Ужасно все-таки. Никуда не денешься от жизни, потому что жизнь смертна. К ужину еще не легче. Шел от почты, встретилась сестра-хозяйка. “Вы в Дом? Скажите поварихе Вале, что в ее направлении пожар”. Ни хрена себе!
Пришлось нести новость. Звонили на станцию, нет, пожар на Луначарском, а она (Валя) на Пушкинском.
Ходил в зеваки. Заливают в четыре рукава, но, как водится, запоздало. Много мальчишек кидают снежки в огонь. Длинный, аккуратный лейтенант-пожарник в перчатках расширяет круг, сердито отталкивая мальчишек.

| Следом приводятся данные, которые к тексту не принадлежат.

use std::{fs::File, io::{self, BufReader, Read}, path::Path};
use serde_json::Value;
use thiserror::Error;
use crate::error::SearchError;

#[derive(Debug, Error)]
pub enum LoadError {
    #[error("Failed to read input: {0}")]
    Io(#[from] io::Error),

    #[error("Input is not valid JSON: {0}")]
    Json(#[from] serde_json::Error),

    #[error(transparent)]
    Search(#[from] SearchError),
}

/// Parse a whole JSON document from any reader.
pub fn read_json<R: Read>(reader: R) -> Result<Value, LoadError> {
    let reader = BufReader::new(reader);
    Ok(serde_json::from_reader(reader)?)
}

pub fn read_json_file(path: impl AsRef<Path>) -> Result<Value, LoadError> {
    let path = path.as_ref();
    let f = File::open(path)?;
    let total_bytes = f.metadata().map(|m| m.len()).unwrap_or(0);
    tracing::debug!(path = %path.display(), total_bytes, "reading JSON document");
    read_json(f)
}

/// Read from `path`, or from stdin when `path` is `-`.
pub fn read_json_input(path: &str) -> Result<Value, LoadError> {
    if path == "-" {
        read_json(io::stdin().lock())
    } else {
        read_json_file(path)
    }
}
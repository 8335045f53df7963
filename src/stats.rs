use std::time::Duration;
use serde::Serialize;

/// Point-in-time copy of a search instance's counters.
#[derive(Debug, Clone, Copy, Default, PartialEq, Serialize)]
#[serde(rename_all = "camelCase")]
pub struct Statistics {
    /// Calls to `find`, `find_by_path` and `find_where`
    pub searches: u64,
    pub cache_hits: u64,
    pub cache_misses: u64,
    /// Running mean of per-query wall time, in milliseconds
    pub average_search_time: f64,
}

#[derive(Debug, Default)]
pub(crate) struct StatsTracker {
    current: Statistics,
}

impl StatsTracker {
    /// Count one query and fold its duration into the running mean.
    pub fn record_search(&mut self, elapsed: Duration) {
        let stats = &mut self.current;
        stats.searches += 1;
        let n = stats.searches as f64;
        let ms = elapsed.as_secs_f64() * 1000.0;
        stats.average_search_time = (stats.average_search_time * (n - 1.0) + ms) / n;
    }

    pub fn record_hit(&mut self) {
        self.current.cache_hits += 1;
    }

    pub fn record_miss(&mut self) {
        self.current.cache_misses += 1;
    }

    pub fn snapshot(&self) -> Statistics {
        self.current
    }
}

Зашел в гостиную — фигурное катание из Токио. Всё же утомляет. Но одно забавно: японочка, рассчитывающая место на 15-е, падающая после каждого прыжка, засыпана цветами, захлопана овацией. Сие означает национальные чувства, нами утраченные. Наши бы свою заплевали. Что из этого вытекает? То, что мы требуем от своих по высшему порядку.